Dimanches (Shokir Kholikov, 2025)

par Elisabeth Boyer

Dans la campagne de l’Ouzbékistan, un vieux couple élève seul des moutons et travaille la laine. Tout se déroule comme dans le cinéma muet, même si sonore. Le lieu est splendide, les deux acteurs extraordinaires (Abdurakhmon Yusufaliyev et Roza Piyazova) se tiennent le plus souvent, y compris la nuit dans la cour de la ferme, sorte de living-room à ciel ouvert.

Leurs fils convoitent la maison. Pour hâter le processus, ils y font livrer des objets de la technologie moderne. Lors de leurs passages fantomatiques, projetés dans un futur hypothéqué – possession de la maison – ils semblent des sortes de livreurs urbains actuels, mais cyniques. Ils portent autant de banalité que de violence : leur agitation – burlesque – ne laisse aucune place à l’amour, à la beauté du monde, à la saveur du présent ; ils oublient les petits présents simples de la ferme préparés par leur mère.

Le film pourrait avoir une consonance dramatique, mais au contraire, chaque arrivée, sans crier gare, de mobilier (cuisinière ou téléviseur) – énormes et insolites – résonne comme un gag, et constitue pour le vieux couple des épreuves énormes, poussées jusqu’au tragique avec le smartphone, mais ponctuées d’humour. Finalement, elles attestent de leur amour, le renouvellent.

Tout est grâce entre eux, même pendant leurs querelles.
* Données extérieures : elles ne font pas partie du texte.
use sea_orm::DatabaseConnection;
use url::Url;

use crate::{
    data::{destination::DestinationRepository, game::GameRepository},
    error::AppError,
    model::destination::{Destination, UpsertDestinationParam},
};

pub struct DestinationService<'a> {
    db: &'a DatabaseConnection,
}

impl<'a> DestinationService<'a> {
    pub fn new(db: &'a DatabaseConnection) -> Self {
        Self { db }
    }

    /// Creates or replaces where a guild receives notifications.
    ///
    /// # Returns
    /// - `Ok(Destination)`: The stored destination
    /// - `Err(AppError::BadRequest)`: Zero guild or channel id, no target given, or the
    ///   webhook URL is not https
    /// - `Err(AppError)`: Database error or corrupt stored row
    pub async fn upsert(&self, param: UpsertDestinationParam) -> Result<Destination, AppError> {
        if param.guild_id == 0 || param.channel_id == Some(0) {
            return Err(AppError::BadRequest(
                "Guild and channel IDs must be non-zero Discord snowflakes".to_string(),
            ));
        }

        if param.channel_id.is_none() && param.webhook_url.is_none() {
            return Err(AppError::BadRequest(
                "A destination needs a channel or a webhook URL".to_string(),
            ));
        }

        if let Some(webhook_url) = &param.webhook_url {
            validate_webhook_url(webhook_url)?;
        }

        let model = DestinationRepository::new(self.db).upsert(param).await?;

        Ok(Destination::from_entity(model)?)
    }

    /// Subscribes a guild to a game.
    ///
    /// # Returns
    /// - `Ok(true)`: Subscription created
    /// - `Ok(false)`: Guild was already subscribed
    /// - `Err(AppError::NotFound)`: Guild has no destination, or the game does not exist
    pub async fn subscribe(&self, guild_id: u64, game_id: i32) -> Result<bool, AppError> {
        let repo = DestinationRepository::new(self.db);

        if repo.find_by_guild_id(guild_id).await?.is_none() {
            return Err(AppError::NotFound(format!(
                "Guild {} has no notification destination",
                guild_id
            )));
        }

        if GameRepository::new(self.db).get_by_id(game_id).await?.is_none() {
            return Err(AppError::NotFound(format!("Game {} not found", game_id)));
        }

        Ok(repo.subscribe(guild_id, game_id).await?)
    }

    /// Unsubscribes a guild from a game.
    ///
    /// # Returns
    /// - `Ok(true)`: Subscription removed
    /// - `Ok(false)`: Guild was not subscribed
    pub async fn unsubscribe(&self, guild_id: u64, game_id: i32) -> Result<bool, AppError> {
        Ok(DestinationRepository::new(self.db)
            .unsubscribe(guild_id, game_id)
            .await?)
    }

    /// Removes a guild's destination and subscriptions.
    pub async fn remove(&self, guild_id: u64) -> Result<(), AppError> {
        if !DestinationRepository::new(self.db).delete(guild_id).await? {
            return Err(AppError::NotFound(format!(
                "Guild {} has no notification destination",
                guild_id
            )));
        }

        Ok(())
    }
}

fn validate_webhook_url(value: &str) -> Result<(), AppError> {
    let url = Url::parse(value)
        .map_err(|e| AppError::BadRequest(format!("Invalid webhook URL '{}': {}", value, e)))?;

    if url.scheme() != "https" {
        return Err(AppError::BadRequest(format!(
            "Webhook URL must use https, got '{}'",
            url.scheme()
        )));
    }

    Ok(())
}
use std::time::Duration;

use thiserror::Error;

/// Failures while fetching news or release metadata from an upstream source.
///
/// All variants are transient from the engine's point of view: the affected source is
/// skipped for the current tick and its marker is left untouched.
#[derive(Error, Debug)]
pub enum FetchError {
    /// HTTP transport or status error.
    #[error(transparent)]
    Http(#[from] reqwest::Error),

    /// Upstream did not answer within the fetch timeout.
    #[error("Fetching {source_type} source '{source_id}' timed out after {after:?}")]
    Timeout {
        /// Source type label
        source_type: String,
        /// Upstream identifier being fetched
        source_id: String,
        /// Configured timeout that elapsed
        after: Duration,
    },

    /// Upstream answered with a body that does not match the expected shape.
    #[error("Unexpected payload from upstream: {0}")]
    UnexpectedPayload(String),
}
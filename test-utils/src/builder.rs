use entity::prelude::*;
use sea_orm::{sea_query::TableCreateStatement, DbBackend, EntityTrait, Schema};

use crate::{context::TestContext, error::TestError};

/// Collects the tables a test needs and creates them in a fresh database.
///
/// Tables are created in the order they were added, so referenced tables must come
/// before the tables pointing at them.
#[derive(Default)]
pub struct TestBuilder {
    tables: Vec<TableCreateStatement>,
}

impl TestBuilder {
    pub fn new() -> Self {
        Self::default()
    }

    /// Adds the table backing `entity`.
    pub fn with_table<E: EntityTrait>(mut self, entity: E) -> Self {
        let schema = Schema::new(DbBackend::Sqlite);
        self.tables.push(schema.create_table_from_entity(entity));
        self
    }

    /// Adds the full game registry schema: games and their sources, destinations and
    /// their subscriptions, and the release announcement ledger.
    pub fn with_game_tables(self) -> Self {
        self.with_table(Game)
            .with_table(GameSource)
            .with_table(Destination)
            .with_table(GameSubscription)
            .with_table(ReleaseAnnouncement)
    }

    /// Opens the database and creates every added table.
    pub async fn build(self) -> Result<TestContext, TestError> {
        let mut context = TestContext::new();
        context.create_tables(self.tables).await?;

        Ok(context)
    }
}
Leurs paroles, rares, surtout chez l’homme, sont cristallisés dans des gestes d’une antique entente, émouvants et souvent drôles.

L’ellipse est le mouvement même du film qui est comme ce qui cache la volonté criminelle et terriblement aveuglée des fils : le noir qui clôt implacablement les séquences a le poids de la nuit, du noir menaçant – mais d’où toute lumière peut ainsi procéder, parce que les jours ne se suivent pas, nous le savons à mille détails, le couple a la capacité de les réinventer. Ainsi, les ellipses rattrapent la chronologie classique des jours de la semaine, mais loin du naturalisme et d’une répétition banale. L’homme et la femme sont des personnalités généreuses, visages et maintiens de grande beauté, dont l’usure des corps sera rendue de plus en plus sensible.
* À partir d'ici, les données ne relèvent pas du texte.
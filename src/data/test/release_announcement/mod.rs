use crate::{
    data::release_announcement::ReleaseAnnouncementRepository, model::release::Milestone,
};
use chrono::NaiveDate;
use sea_orm::DbErr;
use test_utils::{builder::TestBuilder, factory};

mod claim;
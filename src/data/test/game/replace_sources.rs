use super::*;

/// Tests replacing the sources of a game.
///
/// Verifies that a source whose type and upstream ID survive the replace keeps its
/// marker, while a source with a changed upstream ID starts without one.
///
/// Expected: Ok(Some) with markers preserved only for unchanged sources
#[tokio::test]
async fn keeps_markers_of_unchanged_sources() -> Result<(), DbErr> {
    let test = TestBuilder::new()
        .with_game_tables()
        .build()
        .await
        .unwrap();
    let db = test.db.as_ref().unwrap();

    let game = factory::create_game(db).await?;
    factory::game_source::GameSourceFactory::new(db, game.id, "internal-feed")
        .source_id("100")
        .last_update(Some("1700000000000"))
        .build()
        .await?;
    factory::game_source::GameSourceFactory::new(db, game.id, "external-feed")
        .source_id("100")
        .last_update(Some("1700000000000"))
        .position(1)
        .build()
        .await?;

    let repo = GameRepository::new(db);
    let updated = repo
        .replace_sources(
            game.id,
            vec![
                source(SourceType::InternalFeed, "100"),
                source(SourceType::ExternalFeed, "200"),
                source(SourceType::SocialTimeline, "novadev"),
            ],
        )
        .await?
        .unwrap();

    assert_eq!(updated.sources.len(), 3);

    let internal = updated.source(SourceType::InternalFeed).unwrap();
    assert_eq!(internal.last_update.as_deref(), Some("1700000000000"));

    let external = updated.source(SourceType::ExternalFeed).unwrap();
    assert_eq!(external.source_id, "200");
    assert!(external.last_update.is_none());

    assert!(updated
        .source(SourceType::SocialTimeline)
        .unwrap()
        .last_update
        .is_none());

    Ok(())
}

/// Tests replacing sources with an empty list.
///
/// Expected: Ok(Some) with no sources left
#[tokio::test]
async fn removes_all_sources() -> Result<(), DbErr> {
    let test = TestBuilder::new()
        .with_game_tables()
        .build()
        .await
        .unwrap();
    let db = test.db.as_ref().unwrap();

    let game = factory::create_game(db).await?;
    factory::create_game_source(db, game.id, "internal-feed").await?;

    let repo = GameRepository::new(db);
    let updated = repo.replace_sources(game.id, Vec::new()).await?.unwrap();

    assert!(updated.sources.is_empty());

    let remaining = entity::prelude::GameSource::find()
        .filter(entity::game_source::Column::GameId.eq(game.id))
        .count(db)
        .await?;
    assert_eq!(remaining, 0);

    Ok(())
}

/// Tests replacing sources of a missing game.
///
/// Expected: Ok(None)
#[tokio::test]
async fn returns_none_for_missing_game() -> Result<(), DbErr> {
    let test = TestBuilder::new()
        .with_game_tables()
        .build()
        .await
        .unwrap();
    let db = test.db.as_ref().unwrap();

    let repo = GameRepository::new(db);
    let result = repo
        .replace_sources(42, vec![source(SourceType::InternalFeed, "1")])
        .await?;

    assert!(result.is_none());

    Ok(())
}
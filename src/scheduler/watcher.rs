//! Polling watcher for one source type.
//!
//! Each pass walks every game that has a source of the watcher's type, fetches the latest
//! items, and compares the newest one against the stored marker:
//! - no stored marker: the fetched marker is stored as a silent baseline
//! - fetched marker not newer than the stored one: nothing happens
//! - fetched marker newer: the update is notified, then the marker is persisted
//!
//! The marker only advances after a successful delivery, so a failed notification is
//! retried on the next tick. Failures of one game never abort the rest of the pass.

use sea_orm::DatabaseConnection;
use std::{
    sync::{
        atomic::{AtomicBool, Ordering},
        Arc,
    },
    time::Duration,
};
use tokio::sync::Mutex;
use tokio_cron_scheduler::{Job, JobScheduler};

use crate::{
    data::{game::GameRepository, game_source::GameSourceRepository},
    error::{config::ConfigError, fetch::FetchError, AppError},
    fetcher::SourceFetcher,
    model::{
        game::{Game, GameSource, SourceType},
        news::{latest_item, Marker, NewsItem},
    },
    notifier::NotificationSink,
    scheduler::ScheduledJob,
};

const DEFAULT_FETCH_TIMEOUT: Duration = Duration::from_secs(10);

pub struct PollingWatcher {
    db: DatabaseConnection,
    fetcher: Arc<dyn SourceFetcher>,
    sink: Arc<dyn NotificationSink>,
    check_interval: Duration,
    fetch_timeout: Duration,
    /// Held for the duration of a pass; passes of one watcher never overlap.
    pass_lock: Mutex<()>,
    job: Mutex<Option<ScheduledJob>>,
    /// Set by `stop`; a tick that was already dispatched sees it once it gets the lock.
    stopped: AtomicBool,
}

impl PollingWatcher {
    /// Creates a new watcher. Performs no I/O.
    ///
    /// # Arguments
    /// - `db` - Database connection for the game registry and marker store
    /// - `fetcher` - Fetcher of the source type this watcher serves
    /// - `sink` - Destination of update notifications
    /// - `check_interval` - Delay between two scheduled passes
    pub fn new(
        db: DatabaseConnection,
        fetcher: Arc<dyn SourceFetcher>,
        sink: Arc<dyn NotificationSink>,
        check_interval: Duration,
    ) -> Self {
        Self {
            db,
            fetcher,
            sink,
            check_interval,
            fetch_timeout: DEFAULT_FETCH_TIMEOUT,
            pass_lock: Mutex::new(()),
            job: Mutex::new(None),
            stopped: AtomicBool::new(false),
        }
    }

    pub fn with_fetch_timeout(mut self, fetch_timeout: Duration) -> Self {
        self.fetch_timeout = fetch_timeout;
        self
    }

    pub fn source_type(&self) -> SourceType {
        self.fetcher.source_type()
    }

    pub fn check_interval(&self) -> Duration {
        self.check_interval
    }

    /// Runs the fetcher's one-time setup.
    pub async fn init(&self) -> Result<(), AppError> {
        self.fetcher.init().await?;

        Ok(())
    }

    /// Schedules a pass every check interval and starts one immediately.
    ///
    /// Calling `start` on a running watcher does nothing.
    ///
    /// # Returns
    /// - `Ok(())`: Watcher scheduled
    /// - `Err(AppError::ConfigErr)`: The check interval is zero
    /// - `Err(AppError::SchedulerErr)`: The job could not be registered
    pub async fn start(self: &Arc<Self>, scheduler: &JobScheduler) -> Result<(), AppError> {
        if self.check_interval.is_zero() {
            return Err(ConfigError::InvalidInterval {
                watcher: self.source_type().to_string(),
            }
            .into());
        }

        let mut job = self.job.lock().await;
        if job.is_some() {
            return Ok(());
        }

        self.stopped.store(false, Ordering::SeqCst);

        let job_watcher = self.clone();
        let repeated = Job::new_repeated_async(self.check_interval, move |_uuid, _lock| {
            let watcher = job_watcher.clone();

            Box::pin(async move {
                watcher.scheduled_tick().await;
            })
        })?;

        let job_id = scheduler.add(repeated).await?;

        let first_watcher = self.clone();
        let first_run = tokio::spawn(async move {
            first_watcher.scheduled_tick().await;
        });

        *job = Some(ScheduledJob { job_id, first_run });

        tracing::info!(
            "{} watcher started, checking every {:?}",
            self.source_type().label(),
            self.check_interval
        );

        Ok(())
    }

    /// Cancels future passes and waits for an in-flight pass to finish. Idempotent.
    ///
    /// No scheduled pass starts after `stop` returns, including a tick the scheduler had
    /// already dispatched.
    pub async fn stop(&self, scheduler: &JobScheduler) -> Result<(), AppError> {
        self.stopped.store(true, Ordering::SeqCst);

        let job = self.job.lock().await.take();

        if let Some(job) = job {
            job.cancel(scheduler).await?;
        }

        let _drained = self.pass_lock.lock().await;

        tracing::info!("{} watcher stopped", self.source_type().label());

        Ok(())
    }

    /// Entry point of scheduled runs; skips the tick while a pass is still running.
    pub(super) async fn scheduled_tick(&self) {
        let Ok(_guard) = self.pass_lock.try_lock() else {
            tracing::debug!(
                "Skipping {} check, previous pass still running",
                self.source_type()
            );
            return;
        };

        if self.stopped.load(Ordering::SeqCst) {
            tracing::debug!("Skipping {} check, watcher stopped", self.source_type());
            return;
        }

        if let Err(e) = self.run_pass().await {
            tracing::error!("Error checking {} sources: {}", self.source_type(), e);
        }
    }

    /// Checks every game that has a source of this watcher's type.
    ///
    /// Waits for an in-flight pass rather than running alongside it.
    ///
    /// # Returns
    /// - `Ok(())`: Pass completed; per-game failures were logged
    /// - `Err(AppError)`: The game registry could not be read
    pub async fn check_all(&self) -> Result<(), AppError> {
        let _guard = self.pass_lock.lock().await;

        self.run_pass().await
    }

    /// Checks a single game right away, typically after its sources were edited.
    ///
    /// # Returns
    /// - `Ok(())`: Game checked, or it has no source of this type, or it does not exist
    /// - `Err(AppError)`: The game registry could not be read
    pub async fn check_one(&self, game_id: i32) -> Result<(), AppError> {
        let _guard = self.pass_lock.lock().await;

        let Some(game) = GameRepository::new(&self.db).get_by_id(game_id).await? else {
            tracing::debug!("Game {} no longer exists, nothing to check", game_id);
            return Ok(());
        };

        self.check_game(&game).await;

        Ok(())
    }

    async fn run_pass(&self) -> Result<(), AppError> {
        let games = GameRepository::new(&self.db).get_all().await?;

        for game in &games {
            self.check_game(game).await;
        }

        Ok(())
    }

    /// Checks the game's source of this type; failures are logged, never returned.
    async fn check_game(&self, game: &Game) {
        let source_type = self.source_type();

        let Some(source) = game.source(source_type) else {
            return;
        };

        if let Err(e) = self.check_source(game, source).await {
            tracing::error!(
                "Failed to check {} source '{}' of game {} ({}): {}",
                source_type,
                source.source_id,
                game.id,
                game.name,
                e
            );
        }
    }

    async fn check_source(&self, game: &Game, source: &GameSource) -> Result<(), AppError> {
        let source_type = source.source_type;

        let items = self.fetch(source).await?;

        let Some((fetched, item)) = latest_item(&items) else {
            tracing::debug!(
                "No {} items for game {} ({})",
                source_type,
                game.id,
                game.name
            );
            return Ok(());
        };

        let markers = GameSourceRepository::new(&self.db);

        let Some(stored) = markers.get_marker(game.id, source_type).await? else {
            markers
                .set_marker(game.id, source_type, &fetched.to_string())
                .await?;

            tracing::info!(
                "Stored baseline {} marker {} for game {} ({})",
                source_type,
                fetched,
                game.id,
                game.name
            );
            return Ok(());
        };

        let stored: Marker = stored.parse()?;

        if fetched <= stored {
            tracing::debug!(
                "No new {} update for game {} ({})",
                source_type,
                game.id,
                game.name
            );
            return Ok(());
        }

        let report = self.sink.notify_update(game, source_type, item).await?;

        if report.is_failure() {
            tracing::warn!(
                "Update '{}' of game {} ({}) reached no destination, retrying next tick",
                item.title,
                game.id,
                game.name
            );
            return Ok(());
        }

        markers
            .set_marker(game.id, source_type, &fetched.to_string())
            .await?;

        tracing::info!(
            "Notified {} update '{}' of game {} ({}) to {} destinations",
            source_type,
            item.title,
            game.id,
            game.name,
            report.delivered
        );

        Ok(())
    }

    async fn fetch(&self, source: &GameSource) -> Result<Vec<NewsItem>, FetchError> {
        tokio::time::timeout(
            self.fetch_timeout,
            self.fetcher.fetch_latest(&source.source_id),
        )
        .await
        .map_err(|_| FetchError::Timeout {
            source_type: source.source_type.to_string(),
            source_id: source.source_id.clone(),
            after: self.fetch_timeout,
        })?
    }
}
use sea_orm::entity::prelude::*;

#[derive(Clone, Debug, PartialEq, Eq, DeriveEntityModel)]
#[sea_orm(table_name = "destination")]
pub struct Model {
    #[sea_orm(primary_key)]
    pub id: i32,
    #[sea_orm(unique)]
    pub guild_id: String,
    pub channel_id: Option<String>,
    pub webhook_url: Option<String>,
}

#[derive(Copy, Clone, Debug, EnumIter, DeriveRelation)]
pub enum Relation {
    #[sea_orm(has_many = "super::game_subscription::Entity")]
    GameSubscription,
}

impl Related<super::game_subscription::Entity> for Entity {
    fn to() -> RelationDef {
        Relation::GameSubscription.def()
    }
}

impl ActiveModelBehavior for ActiveModel {}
Le silence, les silences appartiennent à la vie à la campagne, à l’entente du couple, tout comme à une bouderie de l’un ou de l’autre.
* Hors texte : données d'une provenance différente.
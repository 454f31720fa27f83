use sea_orm_migration::{prelude::*, schema::*};

use super::m20250301_000001_create_game_table::Game;

#[derive(DeriveMigrationName)]
pub struct Migration;

#[async_trait::async_trait]
impl MigrationTrait for Migration {
    async fn up(&self, manager: &SchemaManager) -> Result<(), DbErr> {
        manager
            .create_table(
                Table::create()
                    .table(GameSource::Table)
                    .if_not_exists()
                    .col(pk_auto(GameSource::Id))
                    .col(integer(GameSource::GameId))
                    .col(string(GameSource::SourceType))
                    .col(string(GameSource::SourceId))
                    .col(string_null(GameSource::LastUpdate))
                    .col(integer(GameSource::Position).default(0))
                    .foreign_key(
                        ForeignKey::create()
                            .name("fk_game_source_game_id")
                            .from(GameSource::Table, GameSource::GameId)
                            .to(Game::Table, Game::Id)
                            .on_delete(ForeignKeyAction::Cascade)
                            .on_update(ForeignKeyAction::Cascade),
                    )
                    .to_owned(),
            )
            .await?;

        // One marker row per source type per game
        manager
            .create_index(
                Index::create()
                    .name("idx_game_source_unique")
                    .table(GameSource::Table)
                    .col(GameSource::GameId)
                    .col(GameSource::SourceType)
                    .unique()
                    .to_owned(),
            )
            .await?;

        Ok(())
    }

    async fn down(&self, manager: &SchemaManager) -> Result<(), DbErr> {
        manager
            .drop_index(
                Index::drop()
                    .name("idx_game_source_unique")
                    .table(GameSource::Table)
                    .to_owned(),
            )
            .await?;

        manager
            .drop_table(Table::drop().table(GameSource::Table).to_owned())
            .await
    }
}

#[derive(DeriveIden)]
pub enum GameSource {
    Table,
    Id,
    GameId,
    SourceType,
    SourceId,
    LastUpdate,
    Position,
}
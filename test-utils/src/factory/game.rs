//! Game factory for creating test game entities.

use crate::factory::helpers::next_id;
use chrono::{NaiveDate, Utc};
use sea_orm::{ActiveModelTrait, ActiveValue, DatabaseConnection, DbErr};

/// Factory for creating test games with customizable fields.
///
/// # Example
///
/// ```rust,ignore
/// use test_utils::factory::game::GameFactory;
///
/// let game = GameFactory::new(&db)
///     .name("Nova")
///     .release_date(Some(date))
///     .build()
///     .await?;
/// ```
pub struct GameFactory<'a> {
    db: &'a DatabaseConnection,
    name: String,
    release_date: Option<NaiveDate>,
}

impl<'a> GameFactory<'a> {
    /// Creates a new GameFactory with default values.
    ///
    /// Defaults:
    /// - name: `"Game {id}"` where id is auto-incremented
    /// - release_date: `None`
    pub fn new(db: &'a DatabaseConnection) -> Self {
        let id = next_id();
        Self {
            db,
            name: format!("Game {}", id),
            release_date: None,
        }
    }

    /// Sets the game name. The normalized name is derived from it.
    pub fn name(mut self, name: impl Into<String>) -> Self {
        self.name = name.into();
        self
    }

    /// Sets the release date.
    pub fn release_date(mut self, release_date: Option<NaiveDate>) -> Self {
        self.release_date = release_date;
        self
    }

    /// Builds and inserts the game entity into the database.
    ///
    /// # Returns
    /// - `Ok(entity::game::Model)` - Created game entity
    /// - `Err(DbErr)` - Database error during insert
    pub async fn build(self) -> Result<entity::game::Model, DbErr> {
        let normalized_name: String = self
            .name
            .chars()
            .filter(|c| !c.is_whitespace())
            .flat_map(char::to_lowercase)
            .collect();

        entity::game::ActiveModel {
            id: ActiveValue::NotSet,
            name: ActiveValue::Set(self.name),
            normalized_name: ActiveValue::Set(normalized_name),
            release_date: ActiveValue::Set(self.release_date),
            created_at: ActiveValue::Set(Utc::now()),
        }
        .insert(self.db)
        .await
    }
}

/// Creates a game with default values.
///
/// Shorthand for `GameFactory::new(db).build().await`.
pub async fn create_game(db: &DatabaseConnection) -> Result<entity::game::Model, DbErr> {
    GameFactory::new(db).build().await
}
L’homme et la femme sont irrémédiablement deux, s’aiment en tenant bon sur leur distance, ainsi le film insiste sur leur façon différente d’accueillir ces nouveautés. Ils vivent l’intensité du présent, prennent soin l’un de l’autre – mémorable bain de pieds de la femme et geste inattendu de l’homme qui la porte dans ses bras tel un jeune marié. Pris dans les tâches innombrables de la ferme, le tissage de la laine dont nous découvrons les étapes, ils travaillent ensemble. Pas de retraite imaginable.

Le film ne juge pas les fils, mais on comprend ce qui se soustrait à leurs yeux, et les vies sans amour où ils se cantonnent, où l’accumulation de biens est un idéal, une fin : rien d’autre que les "eaux glacées du capitalisme".

Si nous sommes témoins de leur cupidité, par-dessus tout nous sommes témoins de la jeunesse éternelle, de l’amour de leurs vieux parents, exemplaires.

Le cinéaste réalise son premier long métrage, c’est son art, sa jeunesse à lui, qui a été capable de penser, de créer ce film à la lenteur merveilleuse, à la lisière du tragique et de la comédie. Dimanches ouvre nos regards sur ce qu’est une humanité véritable, sur ce qui importe en ce monde dur et désorienté. Et c’est merveille.